US markets managed to maintain omicron is weak, buy everything rally overnight, albeit at a much less frenzied pace than the day before. That sits nicely with my V for Volatility outlook for December and readers should not be fooled into thinking the risks of whipsaw price have now disappeared. I’ll say it again, volatility will be the winner in December, not directional plays.

Having said that, I am not calling for the end of days for the 21-month stock market rally, merely that we can now expect a lot more two-way volatility going forward. A case in point is the Nasdaq, which has once again bounced off its mighty March 2020 trendline support and will probably be a classical technical analysis case study for years to come. Here’s what CFD from OANDA looks like, the actual physical chart is even sexier, and I’ll leave readers to draw the lines on that one themselves.

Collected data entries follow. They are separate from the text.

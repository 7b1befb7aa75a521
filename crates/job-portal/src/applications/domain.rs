use std::collections::BTreeMap;
use std::fmt;

use chrono::{DateTime, Utc};
use serde::{Deserialize, Serialize};

use super::status::{ApplicationStatus, Presentation};

/// Backend identifier for an application. Opaque to the client.
#[derive(Debug, Clone, Copy, PartialEq, Eq, PartialOrd, Ord, Hash, Serialize, Deserialize)]
#[serde(transparent)]
pub struct ApplicationId(pub u64);

impl fmt::Display for ApplicationId {
    fn fmt(&self, f: &mut fmt::Formatter<'_>) -> fmt::Result {
        write!(f, "{}", self.0)
    }
}

/// Backend identifier for a job posting.
#[derive(Debug, Clone, Copy, PartialEq, Eq, PartialOrd, Ord, Hash, Serialize, Deserialize)]
#[serde(transparent)]
pub struct JobId(pub u64);

impl fmt::Display for JobId {
    fn fmt(&self, f: &mut fmt::Formatter<'_>) -> fmt::Result {
        write!(f, "{}", self.0)
    }
}

/// Client-side copy of an application as returned by the backend.
#[derive(Debug, Clone, PartialEq, Eq, Serialize, Deserialize)]
#[serde(rename_all = "camelCase")]
pub struct Application {
    pub id: ApplicationId,
    #[serde(default)]
    pub job_id: Option<JobId>,
    #[serde(default)]
    pub job_title: Option<String>,
    #[serde(default)]
    pub company_name: Option<String>,
    #[serde(default)]
    pub job_location: Option<String>,
    #[serde(default)]
    pub applicant_name: Option<String>,
    #[serde(default)]
    pub applicant_email: Option<String>,
    #[serde(default)]
    pub cover_letter: Option<String>,
    pub status: ApplicationStatus,
    #[serde(default)]
    pub apply_date: Option<DateTime<Utc>>,
    #[serde(default)]
    pub last_updated: Option<DateTime<Utc>>,
    #[serde(default)]
    pub recruiter_notes: Option<String>,
    #[serde(default)]
    pub resume_path: Option<String>,
}

impl Application {
    pub fn presentation(&self) -> Presentation {
        self.status.presentation()
    }

    pub fn allowed_next(&self) -> &'static [ApplicationStatus] {
        self.status.allowed_next()
    }

    /// Short one-line label used by list views.
    pub fn headline(&self) -> String {
        let title = self.job_title.as_deref().unwrap_or("Untitled position");
        match self.company_name.as_deref() {
            Some(company) => format!("{title} @ {company}"),
            None => title.to_string(),
        }
    }
}

/// Body of a recruiter status change.
#[derive(Debug, Clone, PartialEq, Eq, Serialize, Deserialize)]
#[serde(rename_all = "camelCase")]
pub struct StatusUpdate {
    pub status: ApplicationStatus,
    #[serde(default, skip_serializing_if = "Option::is_none")]
    pub recruiter_notes: Option<String>,
}

impl StatusUpdate {
    /// Builds an update, dropping notes that are empty after trimming.
    pub fn new(status: ApplicationStatus, notes: Option<&str>) -> Self {
        let recruiter_notes = notes
            .map(str::trim)
            .filter(|notes| !notes.is_empty())
            .map(str::to_string);
        Self {
            status,
            recruiter_notes,
        }
    }
}

/// Per-status tallies with every status present, even when zero.
#[derive(Debug, Clone, PartialEq, Eq, Serialize)]
pub struct StatusCounts {
    #[serde(flatten)]
    counts: BTreeMap<ApplicationStatus, u64>,
    #[serde(rename = "totalApplications")]
    total: u64,
}

impl StatusCounts {
    pub fn tally<'a, I>(applications: I) -> Self
    where
        I: IntoIterator<Item = &'a Application>,
    {
        let mut counts: BTreeMap<ApplicationStatus, u64> = ApplicationStatus::ALL
            .iter()
            .map(|status| (*status, 0))
            .collect();
        let mut total = 0;
        for application in applications {
            *counts.entry(application.status).or_insert(0) += 1;
            total += 1;
        }
        Self { counts, total }
    }

    pub fn count(&self, status: ApplicationStatus) -> u64 {
        self.counts.get(&status).copied().unwrap_or(0)
    }

    pub fn total(&self) -> u64 {
        self.total
    }

    /// Counts in status declaration order.
    pub fn iter(&self) -> impl Iterator<Item = (ApplicationStatus, u64)> + '_ {
        self.counts.iter().map(|(status, count)| (*status, *count))
    }
}
use job_portal_cli::run;

#[tokio::main]
async fn main() {
    if let Err(err) = run().await {
        eprintln!("application error: {err}");
        std::process::exit(1);
    }
}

Another sign that we may need to wait for next week’s FOMC meeting to climb aboard the taper trade again comes from currency and bond markets. The Australian Dollar, the risk sentiment indicator to rule them all, rallied powerfully overnight. Even the Euro managed to recover, and the US Dollar generally, had a tough day at the office. That came as US 10-year yields rose back above 1.50% to 1.53%.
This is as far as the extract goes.